What Happens When Researchers ‘Clean’ Data?

Although researchers often spend little time discussing data preparation, it has the potential to massively alter a given study’s results. To ensure research remains useful, we need universal standards and better documentation.
data-preparation-cleaning
Edward Hearn
Expert Columnist
June 4, 2021
Updated: July 13, 2021
data-preparation-cleaning
Edward Hearn
Expert Columnist
June 4, 2021
Updated: July 13, 2021

Most economists have likely heard an old joke many times from researchers outside the field. It goes: “There are three scientists stranded on a desert island  a physicist, a chemist and an economist. They find a can of food but don’t have any way of opening it. The physicist suggests that they should use leverage to pop the top off of the can. The chemist suggests they build a fire and heat the can, thus blowing the lid off. They both look at the economist, who says, ‘Let’s assume a can opener.’”

When working with non-experimentally collected information, researchers must frequently make assumptions about how best to process, clean and model their data. The statistician Andrew Gelman refers to these decision points, which can occur at any point during the research process, as a “garden of forking paths.” 

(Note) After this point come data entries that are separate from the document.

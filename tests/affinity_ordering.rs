mod common;
use crate::common::{Recorder, TestResult, init_tracing, test_scheduler, wait_until};

use std::sync::Arc;
use std::sync::atomic::{AtomicBool, AtomicUsize, Ordering};
use std::thread;
use std::time::Duration;

use taskchain::engine::InterleaveCoordinator;
use taskchain::{Affinity, AnyNode, NodeState, TaskNode};

fn recording_nodes(
    scheduler: &taskchain::Scheduler,
    recorder: &Recorder,
    affinity: Affinity,
    n: usize,
) -> Vec<TaskNode<()>> {
    (0..n)
        .map(|i| {
            let r = recorder.clone();
            TaskNode::new(scheduler, format!("{affinity}-{i}"), affinity, move |_| {
                r.record(i.to_string());
                Ok(())
            })
        })
        .collect()
}

fn wait_all(nodes: &[TaskNode<()>]) -> TestResult {
    for node in nodes {
        node.wait()?;
    }
    Ok(())
}

#[test]
fn serial_nodes_complete_in_submission_order() -> TestResult {
    init_tracing();
    let scheduler = test_scheduler();
    let recorder = Recorder::new();

    let nodes = recording_nodes(&scheduler, &recorder, Affinity::Serial, 25);
    scheduler.schedule(nodes.iter())?;
    wait_all(&nodes)?;

    let expected: Vec<String> = (0..25).map(|i| i.to_string()).collect();
    assert_eq!(recorder.events(), expected);
    Ok(())
}

#[test]
fn pump_nodes_complete_in_submission_order() -> TestResult {
    init_tracing();
    let scheduler = test_scheduler();
    let recorder = Recorder::new();

    let nodes = recording_nodes(&scheduler, &recorder, Affinity::Pump, 25);
    scheduler.schedule(nodes.iter())?;
    wait_all(&nodes)?;

    let expected: Vec<String> = (0..25).map(|i| i.to_string()).collect();
    assert_eq!(recorder.events(), expected);
    Ok(())
}

#[test]
fn parallel_nodes_all_complete() -> TestResult {
    init_tracing();
    let scheduler = test_scheduler();
    let recorder = Recorder::new();

    let nodes = recording_nodes(&scheduler, &recorder, Affinity::Parallel, 40);
    scheduler.schedule(nodes.iter())?;
    wait_all(&nodes)?;

    let mut seen: Vec<usize> = recorder
        .events()
        .iter()
        .map(|e| e.parse().unwrap())
        .collect();
    seen.sort_unstable();
    assert_eq!(seen, (0..40).collect::<Vec<_>>());
    assert!(nodes.iter().all(|n| n.state() == NodeState::Completed));
    Ok(())
}

#[test]
fn only_pump_nodes_run_on_the_pump_thread() -> TestResult {
    init_tracing();
    let scheduler = test_scheduler();
    let pump_thread = scheduler.pump().thread_id();
    let misplaced = Arc::new(AtomicUsize::new(0));

    let mut nodes: Vec<AnyNode> = Vec::new();
    for affinity in [Affinity::Parallel, Affinity::Serial, Affinity::Pump] {
        for i in 0..10 {
            let misplaced = Arc::clone(&misplaced);
            let node = TaskNode::new(&scheduler, format!("{affinity}-{i}"), affinity, move |_| {
                let on_pump = thread::current().id() == pump_thread;
                if on_pump != (affinity == Affinity::Pump) {
                    misplaced.fetch_add(1, Ordering::SeqCst);
                }
                Ok(())
            });
            nodes.push(node.handle());
        }
    }

    scheduler.schedule(nodes.iter().cloned())?;
    for node in &nodes {
        node.wait()?;
    }
    assert_eq!(misplaced.load(Ordering::SeqCst), 0);
    Ok(())
}

#[test]
fn pump_continuation_moves_off_the_pump_thread() -> TestResult {
    init_tracing();
    let scheduler = test_scheduler();
    let pump_thread = scheduler.pump().thread_id();

    for next_affinity in [Affinity::Parallel, Affinity::Serial] {
        let a = TaskNode::new(&scheduler, "on-pump", Affinity::Pump, |_| {
            Ok(thread::current().id())
        });
        let b = a.then(TaskNode::new(&scheduler, "off-pump", next_affinity, |_| {
            Ok(thread::current().id())
        }))?;

        scheduler.schedule_one(&b)?;
        assert_eq!(a.result()?, pump_thread);
        assert_ne!(b.result()?, pump_thread);
    }
    Ok(())
}

#[test]
fn serial_work_never_overlaps_parallel_work() -> TestResult {
    init_tracing();
    let scheduler = test_scheduler();
    let parallel_running = Arc::new(AtomicUsize::new(0));
    let serial_running = Arc::new(AtomicBool::new(false));
    let violations = Arc::new(AtomicUsize::new(0));

    let mut nodes: Vec<AnyNode> = Vec::new();
    for i in 0..24 {
        let parallel_running = Arc::clone(&parallel_running);
        let serial_running = Arc::clone(&serial_running);
        let violations = Arc::clone(&violations);

        let node = if i % 3 == 0 {
            TaskNode::new(&scheduler, format!("serial-{i}"), Affinity::Serial, move |_| {
                serial_running.store(true, Ordering::SeqCst);
                if parallel_running.load(Ordering::SeqCst) != 0 {
                    violations.fetch_add(1, Ordering::SeqCst);
                }
                thread::sleep(Duration::from_millis(5));
                if parallel_running.load(Ordering::SeqCst) != 0 {
                    violations.fetch_add(1, Ordering::SeqCst);
                }
                serial_running.store(false, Ordering::SeqCst);
                Ok(())
            })
        } else {
            TaskNode::new(&scheduler, format!("parallel-{i}"), Affinity::Parallel, move |_| {
                parallel_running.fetch_add(1, Ordering::SeqCst);
                if serial_running.load(Ordering::SeqCst) {
                    violations.fetch_add(1, Ordering::SeqCst);
                }
                thread::sleep(Duration::from_millis(5));
                parallel_running.fetch_sub(1, Ordering::SeqCst);
                Ok(())
            })
        };
        nodes.push(node.handle());
    }

    scheduler.schedule(nodes.iter().cloned())?;
    for node in &nodes {
        node.wait()?;
    }

    assert_eq!(violations.load(Ordering::SeqCst), 0);
    // Admissions are released just after the last node reports completion.
    wait_until("admissions released", || {
        let coordinator = scheduler.coordinator();
        coordinator.parallel_active() == 0 && !coordinator.serial_active() && coordinator.is_idle()
    });
    Ok(())
}

#[test]
fn waiting_serial_job_is_admitted_ahead_of_later_parallel_jobs() {
    init_tracing();
    let coordinator = Arc::new(InterleaveCoordinator::new());
    let order = Recorder::new();

    let first = coordinator.enter_parallel();
    assert_eq!(coordinator.parallel_active(), 1);

    let serial = {
        let coordinator = Arc::clone(&coordinator);
        let order = order.clone();
        thread::spawn(move || {
            let _admission = coordinator.enter_serial();
            order.record("serial");
        })
    };
    thread::sleep(Duration::from_millis(50));

    let late = {
        let coordinator = Arc::clone(&coordinator);
        let order = order.clone();
        thread::spawn(move || {
            let _admission = coordinator.enter_parallel();
            order.record("late parallel");
        })
    };
    thread::sleep(Duration::from_millis(50));

    // The serial job queued behind the running parallel job, and the late
    // parallel job queued behind it.
    assert!(order.is_empty());
    assert!(!coordinator.is_idle());

    drop(first);
    serial.join().unwrap();
    late.join().unwrap();

    assert_eq!(order.events(), vec!["serial", "late parallel"]);
    assert_eq!(coordinator.parallel_active(), 0);
    assert!(!coordinator.serial_active());
    assert!(coordinator.is_idle());
}
#![allow(dead_code)]

use taskchain::config::{ProcessSection, RawSchedulerConfig, SchedulerConfig, SchedulerSection};
use taskchain::{ProcessDescriptor, Scheduler};

/// Builder for `SchedulerConfig` to simplify test setup.
pub struct SchedulerConfigBuilder {
    config: RawSchedulerConfig,
}

impl SchedulerConfigBuilder {
    pub fn new() -> Self {
        Self {
            config: RawSchedulerConfig {
                scheduler: SchedulerSection::default(),
                process: ProcessSection::default(),
            },
        }
    }

    pub fn parallel_workers(mut self, n: usize) -> Self {
        self.config.scheduler.parallel_workers = n;
        self
    }

    pub fn pump_tick_ms(mut self, ms: u64) -> Self {
        self.config.scheduler.pump_tick_ms = ms;
        self
    }

    pub fn wait_slice_ms(mut self, ms: u64) -> Self {
        self.config.scheduler.wait_slice_ms = ms;
        self
    }

    pub fn poll_interval_ms(mut self, ms: u64) -> Self {
        self.config.process.poll_interval_ms = ms;
        self
    }

    pub fn build(self) -> SchedulerConfig {
        SchedulerConfig::try_from(self.config).expect("Failed to build valid config from builder")
    }

    pub fn start(self) -> Scheduler {
        Scheduler::new(self.build()).expect("Failed to start scheduler")
    }
}

impl Default for SchedulerConfigBuilder {
    fn default() -> Self {
        Self::new()
    }
}

/// A scheduler with four parallel workers and short timing values.
pub fn test_scheduler() -> Scheduler {
    SchedulerConfigBuilder::new()
        .parallel_workers(4)
        .pump_tick_ms(2)
        .wait_slice_ms(10)
        .poll_interval_ms(100)
        .start()
}

/// Descriptor running `script` through `sh -c`.
pub fn shell(script: &str) -> ProcessDescriptor {
    ProcessDescriptor::from_args("sh", ["-c", script])
}
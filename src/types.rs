use std::fmt;
use std::str::FromStr;
use std::sync::atomic::{AtomicU64, Ordering};

use serde::Deserialize;

/// Which executor a node runs on.
///
/// - `Parallel`: unordered pool, may run concurrently with other parallel nodes.
/// - `Serial`: single worker, strict FIFO, never overlaps with parallel work.
/// - `Pump`: the dedicated single-consumer pump thread.
#[derive(Debug, Clone, Copy, PartialEq, Eq, Hash, Default, Deserialize)]
#[serde(rename_all = "lowercase")]
pub enum Affinity {
    #[default]
    Parallel,
    Serial,
    Pump,
}

impl fmt::Display for Affinity {
    fn fmt(&self, f: &mut fmt::Formatter<'_>) -> fmt::Result {
        match self {
            Affinity::Parallel => write!(f, "parallel"),
            Affinity::Serial => write!(f, "serial"),
            Affinity::Pump => write!(f, "pump"),
        }
    }
}

impl FromStr for Affinity {
    type Err = String;

    fn from_str(s: &str) -> Result<Self, Self::Err> {
        match s.trim().to_lowercase().as_str() {
            "parallel" | "concurrent" => Ok(Affinity::Parallel),
            "serial" | "exclusive" => Ok(Affinity::Serial),
            "pump" | "ui" => Ok(Affinity::Pump),
            other => Err(format!(
                "invalid affinity: {other} (expected \"parallel\", \"serial\" or \"pump\")"
            )),
        }
    }
}

/// Lifecycle of a node. Transitions only move forward.
#[derive(Debug, Clone, Copy, PartialEq, Eq, Hash)]
pub enum NodeState {
    Created,
    Scheduled,
    Running,
    Completed,
    Faulted,
    Canceled,
}

impl NodeState {
    pub fn is_terminal(self) -> bool {
        matches!(
            self,
            NodeState::Completed | NodeState::Faulted | NodeState::Canceled
        )
    }

    fn rank(self) -> u8 {
        match self {
            NodeState::Created => 0,
            NodeState::Scheduled => 1,
            NodeState::Running => 2,
            NodeState::Completed | NodeState::Faulted | NodeState::Canceled => 3,
        }
    }

    /// Whether moving from `self` to `next` respects the one-way state machine.
    pub fn can_advance_to(self, next: NodeState) -> bool {
        !self.is_terminal() && next.rank() > self.rank()
    }
}

/// Process-unique node identifier, used as the key of the node table.
#[derive(Debug, Clone, Copy, PartialEq, Eq, Hash, PartialOrd, Ord)]
pub struct NodeId(u64);

static NEXT_NODE_ID: AtomicU64 = AtomicU64::new(1);

impl NodeId {
    pub(crate) fn next() -> Self {
        NodeId(NEXT_NODE_ID.fetch_add(1, Ordering::Relaxed))
    }

    pub fn as_u64(self) -> u64 {
        self.0
    }
}

impl fmt::Display for NodeId {
    fn fmt(&self, f: &mut fmt::Formatter<'_>) -> fmt::Result {
        write!(f, "#{}", self.0)
    }
}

Researcher Degrees of Freedom

When working with non-experimentally collected information, researchers must frequently make assumptions about how best to process, clean and model their data. A common term for these decisions made, whether explicit or implicit, is “researcher degrees of freedom.” These decisions occur at many points during the research process and mostly go unstated. Different researchers could reasonably choose different decision paths when faced with the same data. This level of flexibility, however, can lead multiple researchers to produce results that are radically different from each other using identical data.

 

Degrees of Discrepancy

A more common term for decisions made, whether explicit or implicit, when distilling information into a usable format is “researcher degrees of freedom.” These decisions occur at many points during the research process and mostly go unstated. What’s more, different researchers could reasonably choose different decision paths when faced with the same data. This level of flexibility, however, can lead multiple researchers to produce results that are radically different from each other using identical data.

The problem is that most observational data presents too many different decision forks. As a result, researchers have to make too many of their own decisions, which are often isolated from one another. Differences in one or two assumptions during the data processing or analysis phases of research usually won’t result in huge discrepancies in outcome. At scale, though, the sheer number of decisions researchers typically don’t think twice about and hardly ever document has precipitated the current replication crisis across the social sciences.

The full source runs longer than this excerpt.